LACMA event celebrates 100 years of Western Costume Co.

  Lacma Western
The Costume Council at the Los Angeles Museum of Art helped celebrate the centennial anniversary of Western Costume Co. with a June 20 panel discussion and pageant that unspooled in front of a capacity crowd of 600 at LACMA's Bing Theater.

Among those who turned out to fete the North Hollywood-based costume house were costume designers Arianne Phillips ("Walk the Line"), Janie Bryant ("Mad Men") and Deborah Hopper ("J. Edgar") and fashion designers Jeremy Scott and Louis Verdad.
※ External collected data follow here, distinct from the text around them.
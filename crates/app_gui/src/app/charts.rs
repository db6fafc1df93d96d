//! Hand-painted pie and bar charts.

use eframe::egui::{self, Align2, Color32, FontId, Pos2, Rect, Sense, Shape, Stroke, Vec2};
use seed_core::view::{Bar, PEST_BAR_FILL, Rgb, SummaryView};
use std::f32::consts::{FRAC_PI_2, TAU};

const PIE_SIZE: f32 = 300.0;
const PIE_RADIUS: f32 = 110.0;
const BAR_CHART_HEIGHT: f32 = 320.0;
const BAR_CHART_MAX_WIDTH: f32 = 800.0;
const AXIS_LEFT: f32 = 40.0;
const AXIS_BOTTOM: f32 = 28.0;

fn color(rgb: Rgb) -> Color32 {
    Color32::from_rgb(rgb.0, rgb.1, rgb.2)
}

/// Points along an arc, inclusive of both ends.
fn arc_points(center: Pos2, radius: f32, start: f32, sweep: f32) -> Vec<Pos2> {
    let steps = ((sweep / 0.05).ceil() as usize).max(1);
    (0..=steps)
        .map(|i| {
            let angle = start + sweep * i as f32 / steps as f32;
            center + radius * Vec2::angled(angle)
        })
        .collect()
}

pub(super) fn pie_chart(ui: &mut egui::Ui, summary: &SummaryView) {
    let slices = &summary.slices;
    let total = summary.total();
    let (resp, painter) = ui.allocate_painter(Vec2::splat(PIE_SIZE), Sense::hover());
    let center = resp.rect.center();
    let text_color = ui.visuals().text_color();

    if total == 0 {
        painter.circle_stroke(center, PIE_RADIUS, Stroke::new(1.0, Color32::DARK_GRAY));
    } else {
        let mut start = -FRAC_PI_2;
        for slice in slices.iter() {
            let sweep = slice.fraction(total) as f32 * TAU;
            if sweep <= 0.0 {
                continue;
            }
            let fill = color(slice.color);
            let arc = arc_points(center, PIE_RADIUS, start, sweep);
            // Triangles stay convex for sweeps past half a turn.
            for pair in arc.windows(2) {
                painter.add(Shape::convex_polygon(
                    vec![center, pair[0], pair[1]],
                    fill,
                    Stroke::NONE,
                ));
            }
            let mid = start + sweep / 2.0;
            painter.text(
                center + (PIE_RADIUS + 14.0) * Vec2::angled(mid),
                Align2::CENTER_CENTER,
                slice.value.to_string(),
                FontId::proportional(13.0),
                text_color,
            );
            start += sweep;
        }
    }

    for slice in slices.iter() {
        ui.horizontal(|ui| {
            let (swatch, _) = ui.allocate_exact_size(Vec2::splat(12.0), Sense::hover());
            ui.painter().rect_filled(swatch, 2.0, color(slice.color));
            ui.label(format!("{}: {}", slice.label, slice.value));
        });
    }
}

/// Tick step giving at most about five gridlines.
fn tick_step(max: u64) -> u64 {
    (max.div_ceil(5)).max(1)
}

/// Gridline values from zero up to the axis top, which is at least `max`.
fn axis_ticks(max: u32) -> Vec<u64> {
    let max = u64::from(max);
    let step = tick_step(max);
    let top = (max.div_ceil(step) * step).max(step);
    (0..=top).step_by(step as usize).collect()
}

pub(super) fn bar_chart(ui: &mut egui::Ui, bars: &[Bar]) {
    if bars.is_empty() {
        return;
    }
    let width = ui.available_width().min(BAR_CHART_MAX_WIDTH);
    let (resp, painter) = ui.allocate_painter(Vec2::new(width, BAR_CHART_HEIGHT), Sense::hover());
    let rect = resp.rect;
    let plot = Rect::from_min_max(
        Pos2::new(rect.left() + AXIS_LEFT, rect.top() + 8.0),
        Pos2::new(rect.right() - 8.0, rect.bottom() - AXIS_BOTTOM),
    );
    let text_color = ui.visuals().text_color();
    let grid = ui.visuals().widgets.noninteractive.bg_stroke;
    let font = FontId::proportional(12.0);

    let ticks = axis_ticks(bars.iter().map(|b| b.value).max().unwrap_or(0));
    let top = ticks.last().copied().unwrap_or(1).max(1);
    let y_for = |value: u64| plot.bottom() - plot.height() * (value as f64 / top as f64) as f32;

    for &tick in &ticks {
        let y = y_for(tick);
        painter.line_segment([Pos2::new(plot.left(), y), Pos2::new(plot.right(), y)], grid);
        painter.text(
            Pos2::new(plot.left() - 6.0, y),
            Align2::RIGHT_CENTER,
            tick.to_string(),
            font.clone(),
            text_color,
        );
    }

    let slot = plot.width() / bars.len() as f32;
    let fill = color(PEST_BAR_FILL);
    for (idx, bar) in bars.iter().enumerate() {
        let x_mid = plot.left() + slot * (idx as f32 + 0.5);
        let half = slot * 0.35;
        let bar_rect = Rect::from_min_max(
            Pos2::new(x_mid - half, y_for(u64::from(bar.value))),
            Pos2::new(x_mid + half, plot.bottom()),
        );
        painter.rect_filled(bar_rect, 0.0, fill);
        painter.text(
            Pos2::new(x_mid, plot.bottom() + 4.0),
            Align2::CENTER_TOP,
            &bar.category,
            font.clone(),
            text_color,
        );
    }
    painter.line_segment(
        [plot.left_bottom(), plot.right_bottom()],
        Stroke::new(1.0, text_color),
    );

    if let Some(pos) = resp.hover_pos()
        && plot.contains(pos)
    {
        let idx = ((pos.x - plot.left()) / slot) as usize;
        if let Some(bar) = bars.get(idx) {
            resp.on_hover_text(format!("{}\npest_count: {}", bar.category, bar.value));
        }
    }
}
//! Typed result model and validation of the inference service response.

use crate::error::UploadError;
use serde::{Deserialize, Serialize};
use std::collections::{BTreeMap, HashSet};
use std::fmt;

/// A label the service may send either as a JSON string or a JSON number.
///
/// The value is kept verbatim so that display and export reproduce exactly what the
/// server sent (`1` stays `1`, `"High"` stays `High`).
#[derive(Debug, Clone, PartialEq, Eq, Hash, Serialize, Deserialize)]
#[serde(untagged)]
pub enum Label {
    Number(serde_json::Number),
    Text(String),
}

impl Label {
    pub fn text(value: impl Into<String>) -> Self {
        Label::Text(value.into())
    }

    pub fn number(value: u64) -> Self {
        Label::Number(value.into())
    }
}

impl fmt::Display for Label {
    fn fmt(&self, f: &mut fmt::Formatter<'_>) -> fmt::Result {
        match self {
            // Integral floats print without a fraction, `2.0` as `2`.
            Label::Number(n) => match n.as_f64() {
                Some(value) if n.is_f64() && value.is_finite() => write!(f, "{value}"),
                _ => write!(f, "{n}"),
            },
            Label::Text(s) => f.write_str(s),
        }
    }
}

/// One classified seed image.
#[derive(Debug, Clone, PartialEq, Serialize, Deserialize)]
pub struct SeedResult {
    pub seed_id: Label,
    pub filename: String,
    pub classification: String,
    /// Model confidence in [0,1].
    pub confidence: f64,
    pub severity: Label,
    pub pest_count: u32,
    pub holes_detected: u32,
}

/// Aggregate figures over one analyzed batch.
#[derive(Debug, Clone, PartialEq, Serialize, Deserialize)]
pub struct Summary {
    pub total_seeds: u64,
    pub damaged_percentage: f64,
    pub avg_pest_count: f64,
    /// Severity label to count. Sorted so every render sees the same order.
    pub severity_distribution: BTreeMap<String, u64>,
}

/// A validated response: a non-empty result list together with its summary.
#[derive(Debug, Clone, PartialEq)]
pub struct AnalysisBatch {
    results: Vec<SeedResult>,
    summary: Summary,
}

impl AnalysisBatch {
    /// Pair results with their summary. Rejects empty result lists and confidences
    /// outside [0,1].
    pub fn new(results: Vec<SeedResult>, summary: Summary) -> Result<Self, UploadError> {
        if results.is_empty() {
            return Err(UploadError::MalformedResponse(
                "response contained no results".into(),
            ));
        }
        for (idx, r) in results.iter().enumerate() {
            if !r.confidence.is_finite() || !(0.0..=1.0).contains(&r.confidence) {
                return Err(UploadError::MalformedResponse(format!(
                    "results[{idx}].confidence out of range: {}",
                    r.confidence
                )));
            }
        }
        Ok(Self { results, summary })
    }

    pub fn results(&self) -> &[SeedResult] {
        &self.results
    }

    pub fn summary(&self) -> &Summary {
        &self.summary
    }

    pub fn into_parts(self) -> (Vec<SeedResult>, Summary) {
        (self.results, self.summary)
    }
}

#[derive(Deserialize)]
struct WireResponse {
    results: Vec<SeedResult>,
    summary: Summary,
}

/// Parse a 2xx response body.
///
/// A body that is not JSON at all is a transport-level failure; JSON that does not match
/// the result model is a malformed response.
pub fn parse_response(body: &[u8]) -> Result<AnalysisBatch, UploadError> {
    let value: serde_json::Value = serde_json::from_slice(body)
        .map_err(|e| UploadError::UploadFailed(format!("response body is not JSON: {e}")))?;
    if !value.get("results").is_some_and(|v| v.is_array()) {
        return Err(UploadError::MalformedResponse(
            "missing `results` array".into(),
        ));
    }
    if !value.get("summary").is_some_and(|v| v.is_object()) {
        return Err(UploadError::MalformedResponse(
            "missing `summary` object".into(),
        ));
    }
    let wire: WireResponse = serde_json::from_value(value)
        .map_err(|e| UploadError::MalformedResponse(e.to_string()))?;

    let mut seen = HashSet::new();
    for r in &wire.results {
        if !seen.insert(&r.seed_id) {
            tracing::warn!("duplicate seed_id {} in response", r.seed_id);
        }
    }

    AnalysisBatch::new(wire.results, wire.summary)
}

/// Difference between a server-reported aggregate and the value derived from the results.
#[derive(Debug, Clone, PartialEq)]
pub enum SummaryDrift {
    TotalSeeds { reported: u64, derived: u64 },
    AvgPestCount { reported: f64, derived: f64 },
    SeverityDistribution {
        reported: BTreeMap<String, u64>,
        derived: BTreeMap<String, u64>,
    },
}

impl fmt::Display for SummaryDrift {
    fn fmt(&self, f: &mut fmt::Formatter<'_>) -> fmt::Result {
        match self {
            SummaryDrift::TotalSeeds { reported, derived } => {
                write!(f, "total_seeds reported {reported}, derived {derived}")
            }
            SummaryDrift::AvgPestCount { reported, derived } => {
                write!(f, "avg_pest_count reported {reported}, derived {derived}")
            }
            SummaryDrift::SeverityDistribution { reported, derived } => write!(
                f,
                "severity_distribution reported {reported:?}, derived {derived:?}"
            ),
        }
    }
}

// Servers commonly round the mean to two decimals.
const AVG_TOLERANCE: f64 = 0.005;

/// Severity label to count, derived from the results.
pub fn derive_severity_distribution(results: &[SeedResult]) -> BTreeMap<String, u64> {
    let mut dist = BTreeMap::new();
    for r in results {
        *dist.entry(r.severity.to_string()).or_insert(0) += 1;
    }
    dist
}

/// Mean pest count, 0 for an empty slice.
pub fn derive_avg_pest_count(results: &[SeedResult]) -> f64 {
    if results.is_empty() {
        return 0.0;
    }
    let total: u64 = results.iter().map(|r| u64::from(r.pest_count)).sum();
    total as f64 / results.len() as f64
}

/// Compare the server summary with aggregates recomputed from the results.
pub fn check_summary(batch: &AnalysisBatch) -> Vec<SummaryDrift> {
    let results = batch.results();
    let summary = batch.summary();
    let mut drift = Vec::new();

    let derived_total = results.len() as u64;
    if summary.total_seeds != derived_total {
        drift.push(SummaryDrift::TotalSeeds {
            reported: summary.total_seeds,
            derived: derived_total,
        });
    }

    let derived_avg = derive_avg_pest_count(results);
    if (summary.avg_pest_count - derived_avg).abs() > AVG_TOLERANCE {
        drift.push(SummaryDrift::AvgPestCount {
            reported: summary.avg_pest_count,
            derived: derived_avg,
        });
    }

    let derived_dist = derive_severity_distribution(results);
    if summary.severity_distribution != derived_dist {
        drift.push(SummaryDrift::SeverityDistribution {
            reported: summary.severity_distribution.clone(),
            derived: derived_dist,
        });
    }

    drift
}


#[cfg(test)]
mod tests {
    use super::fixtures::*;
    use super::*;
    use approx::assert_relative_eq;
    use rstest::rstest;

    const FLOAT_LABEL_JSON: &str = r#"{"results":[
        {"seed_id":1.0,"filename":"x.png","classification":"Broken","confidence":1,
         "severity":2.0,"pest_count":1,"holes_detected":4}],
      "summary":{"total_seeds":1,"damaged_percentage":100,"avg_pest_count":1,
         "severity_distribution":{"2":1}}}"#;

    #[test]
    fn integral_float_labels_print_as_integers() {
        let batch = parse_response(FLOAT_LABEL_JSON.as_bytes()).unwrap();
        let result = &batch.results()[0];
        assert_eq!(result.seed_id.to_string(), "1");
        assert_eq!(result.severity.to_string(), "2");
        assert!(check_summary(&batch).is_empty());
    }

    #[test]
    fn fractional_float_label_keeps_its_fraction() {
        let label: Label = serde_json::from_str("2.5").unwrap();
        assert_eq!(label.to_string(), "2.5");
    }

    #[test]
    fn parses_well_formed_response() {
        let batch = parse_response(TWO_SEED_JSON.as_bytes()).unwrap();
        assert_eq!(batch, two_seed_batch());
        assert_eq!(batch.results()[1].severity.to_string(), "High");
        assert_relative_eq!(batch.summary().damaged_percentage, 50.0);
    }

    #[test]
    fn numeric_severity_and_string_seed_id_are_kept_verbatim() {
        let body = r#"{"results":[{"seed_id":"s-7","filename":"x.png","classification":"Broken",
            "confidence":1,"severity":2,"pest_count":1,"holes_detected":4}],
            "summary":{"total_seeds":1,"damaged_percentage":100,"avg_pest_count":1,
            "severity_distribution":{"2":1}}}"#;
        let batch = parse_response(body.as_bytes()).unwrap();
        let r = &batch.results()[0];
        assert_eq!(r.seed_id, Label::text("s-7"));
        assert_eq!(r.severity.to_string(), "2");
        assert!(check_summary(&batch).is_empty());
    }

    #[test]
    fn non_json_body_is_upload_failure() {
        let err = parse_response(b"<html>502</html>").unwrap_err();
        assert!(matches!(err, UploadError::UploadFailed(_)));
    }

    #[rstest]
    #[case::missing_summary(r#"{"results": []}"#)]
    #[case::summary_not_object(r#"{"results": [], "summary": 3}"#)]
    #[case::missing_results(r#"{"summary": {"total_seeds": 0, "damaged_percentage": 0,
        "avg_pest_count": 0, "severity_distribution": {}}}"#)]
    #[case::missing_pest_count(r#"{"results":[{"seed_id":1,"filename":"a.jpg",
        "classification":"Healthy","confidence":0.9,"severity":"None","holes_detected":0}],
        "summary":{"total_seeds":1,"damaged_percentage":0,"avg_pest_count":0,
        "severity_distribution":{"None":1}}}"#)]
    #[case::negative_pest_count(r#"{"results":[{"seed_id":1,"filename":"a.jpg",
        "classification":"Healthy","confidence":0.9,"severity":"None","pest_count":-1,
        "holes_detected":0}],"summary":{"total_seeds":1,"damaged_percentage":0,
        "avg_pest_count":0,"severity_distribution":{"None":1}}}"#)]
    #[case::confidence_out_of_range(r#"{"results":[{"seed_id":1,"filename":"a.jpg",
        "classification":"Healthy","confidence":97,"severity":"None","pest_count":0,
        "holes_detected":0}],"summary":{"total_seeds":1,"damaged_percentage":0,
        "avg_pest_count":0,"severity_distribution":{"None":1}}}"#)]
    #[case::empty_results(r#"{"results": [], "summary": {"total_seeds": 0,
        "damaged_percentage": 0, "avg_pest_count": 0, "severity_distribution": {}}}"#)]
    fn shape_violations_are_malformed(#[case] body: &str) {
        let err = parse_response(body.as_bytes()).unwrap_err();
        assert!(
            matches!(err, UploadError::MalformedResponse(_)),
            "unexpected error: {err:?}"
        );
    }

    #[test]
    fn consistent_summary_has_no_drift() {
        assert!(check_summary(&two_seed_batch()).is_empty());
    }

    #[test]
    fn drift_is_reported_per_aggregate() {
        let (results, mut summary) = two_seed_batch().into_parts();
        summary.total_seeds = 3;
        summary.avg_pest_count = 2.0;
        summary.severity_distribution.insert("Low".into(), 1);
        let batch = AnalysisBatch::new(results, summary).unwrap();

        let drift = check_summary(&batch);
        assert_eq!(drift.len(), 3);
        assert_eq!(
            drift[0],
            SummaryDrift::TotalSeeds {
                reported: 3,
                derived: 2
            }
        );
        assert!(matches!(drift[1], SummaryDrift::AvgPestCount { .. }));
        assert!(matches!(drift[2], SummaryDrift::SeverityDistribution { .. }));
    }

    #[test]
    fn rounded_server_average_is_tolerated() {
        let results = vec![
            seed(1, "a.jpg", "Damaged", 0.5, "Low", 1, 0),
            seed(2, "b.jpg", "Damaged", 0.5, "Low", 1, 0),
            seed(3, "c.jpg", "Damaged", 0.5, "Low", 2, 0),
        ];
        assert_relative_eq!(derive_avg_pest_count(&results), 4.0 / 3.0);
        let summary = Summary {
            total_seeds: 3,
            damaged_percentage: 100.0,
            avg_pest_count: 1.33,
            severity_distribution: BTreeMap::from([("Low".into(), 3)]),
        };
        let batch = AnalysisBatch::new(results, summary).unwrap();
        assert!(check_summary(&batch).is_empty());
    }
}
Bill Haber, the usually press-averse sole owner of Western Costume for 17 of the company's last 100 years, also was there.

Photo Gallery: The Costume Council at LACMA celebrate Western Costume Co.'s first 100 years

The evening's program, titled "Western Costume Company: The First 100 Years" started with a free-flowing discussion that had Bobi Garland, Western's archivist and research library director, moderating a panel that included Western's president, Eddie Marks, costume designers Ellen Mirojnick ("Wall Street," "Basic Instinct") and Carol Ramsey ("Meet the Fockers," "Mr. & Mrs. Bridges"), costume supervisor Jim Tyson ("The Right Stuff"), Western's milliner Harry Rotz and shoemaker Mauricio Osario.

Among the things those in attendance might have learned about the costume house (as did we): that Western had probably made more clothes for John Wayne over the course of his career than for any other actor, that the celebrity whose presence seemed to cause the biggest stir among the staff was Roy Rogers, and that the oddest manufacturing request made of the company was to put disappearing zippers into a hat (for "G.I. Joe"). (We also learned exactly what the Costume Council, the group of well-dressed folks who organize such events, is all about. The goal, one of the evening's speakers explained, is "to raise funds for and awareness of the world-class costume collection" at LACMA.) 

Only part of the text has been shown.